Art is one thing that has really helped me to get some understanding of what the symptoms are like to experience. In particular, Jodie Howard’s amazing Unrealities illustration series helped me to see, just for a moment, that feeling of being separate from the world. DPRD seems to be something that’s so hard to comprehend unless you can see the world through that lens.

In no way am I likening this to those going through the experience in their own lives. But during my time as a member of Unreal’s board, the biggest barrier I have found in raising awareness of DPRD is making it ‘feel real’ to those you are explaining it to. It’s hard to get people to buy in to anything that doesn’t feel like part of their world!

Thankfully, mental health issues are now accepted as part of day-to-day life. People better understand what anxiety is and how they might support those suffering from it, for example. Everyone has felt down about something at some point, and a growing number of people living with depression are being given the support they need.

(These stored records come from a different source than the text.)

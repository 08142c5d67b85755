use nodeup_backend::{ArtifactLocation, ArtifactLocator, NodeVersion, RemoteRelease};
use nodeup_platform::Platform;

pub const DEFAULT_MIRROR: &str = "https://nodejs.org/dist";

/// Builds artifact URLs following the layout of the official dist site.
#[derive(Debug, Clone, PartialEq, Eq)]
pub struct DistLocator {
    mirror: String,
}

impl Default for DistLocator {
    fn default() -> Self {
        Self::new(DEFAULT_MIRROR)
    }
}

impl DistLocator {
    pub fn new(mirror: impl Into<String>) -> Self {
        let mirror = mirror.into();
        Self {
            mirror: mirror.trim_end_matches('/').to_string(),
        }
    }

    #[must_use]
    pub fn mirror(&self) -> &str {
        &self.mirror
    }
}

impl ArtifactLocator for DistLocator {
    fn locate(&self, version: &NodeVersion, platform: &Platform) -> ArtifactLocation {
        let prefixed = version.prefixed();
        let file_name = format!(
            "{}.{}",
            platform.artifact_stem(&prefixed),
            platform.archive_extension()
        );
        ArtifactLocation {
            url: format!("{}/{prefixed}/{file_name}", self.mirror),
            checksum_url: format!("{}/{prefixed}/SHASUMS256.txt", self.mirror),
            file_name,
        }
    }

    fn is_available(&self, release: &RemoteRelease, platform: &Platform) -> bool {
        let tag = platform.catalog_tag();
        release.files.iter().any(|file| *file == tag)
    }
}

#[cfg(test)]
mod tests {
    use nodeup_backend::{ArtifactLocator, NodeVersion, RemoteRelease};
    use nodeup_platform::{Arch, Os, Platform};

    use super::DistLocator;

    fn platform(os: Os, arch: Arch) -> Platform {
        Platform::new(os, arch).expect("platform should be valid")
    }

    #[test]
    fn locates_artifacts_per_platform() {
        let locator = DistLocator::new("https://nodejs.org/dist/");
        let version = NodeVersion::new(20, 11, 0);

        let linux = locator.locate(&version, &platform(Os::Linux, Arch::X64));
        assert_eq!(
            linux.url,
            "https://nodejs.org/dist/v20.11.0/node-v20.11.0-linux-x64.tar.xz"
        );
        assert_eq!(
            linux.checksum_url,
            "https://nodejs.org/dist/v20.11.0/SHASUMS256.txt"
        );
        assert_eq!(linux.file_name, "node-v20.11.0-linux-x64.tar.xz");

        let mac = locator.locate(&version, &platform(Os::MacOs, Arch::Arm64));
        assert_eq!(mac.file_name, "node-v20.11.0-darwin-arm64.tar.gz");

        let windows = locator.locate(&version, &platform(Os::Windows, Arch::X64));
        assert_eq!(windows.file_name, "node-v20.11.0-win-x64.zip");
    }

    #[test]
    fn availability_uses_catalog_file_tags() {
        let locator = DistLocator::default();
        let release = RemoteRelease {
            version: NodeVersion::new(20, 11, 0),
            lts: Some("Iron".to_string()),
            date: "2024-01-09".to_string(),
            files: vec![
                "linux-x64".to_string(),
                "osx-arm64-tar".to_string(),
                "win-x64-zip".to_string(),
            ],
        };

        assert!(locator.is_available(&release, &platform(Os::Linux, Arch::X64)));
        assert!(locator.is_available(&release, &platform(Os::MacOs, Arch::Arm64)));
        assert!(locator.is_available(&release, &platform(Os::Windows, Arch::X64)));
        assert!(!locator.is_available(&release, &platform(Os::Linux, Arch::Armv7l)));
        assert!(!locator.is_available(&release, &platform(Os::MacOs, Arch::X64)));
    }
}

There is no reason DPRD should not be part of society’s consciousness in the same way - and for those experiencing symptoms to get the support they need. It’s one of the main reasons Unreal exists and we are passionate about raising awareness to get this same recognition for DPRD. I have so much respect and empathy for those living with these experiences and having to function in a world that largely doesn’t understand them. Hopefully the journey society has taken in accepting other mental health conditions can be repeated for DPRD.

From the outside, DPRD still remains much of a mystery. Its not easy to explain and can feel a bit abstract. Personally though, I am so glad I do now know about DPRD. It’s opened my eyes to a different perspective. I’ve also met some wonderful, smart, committed people who are really dedicated to trying to make a difference for those living this experience. And I firmly believe Unreal can make this difference.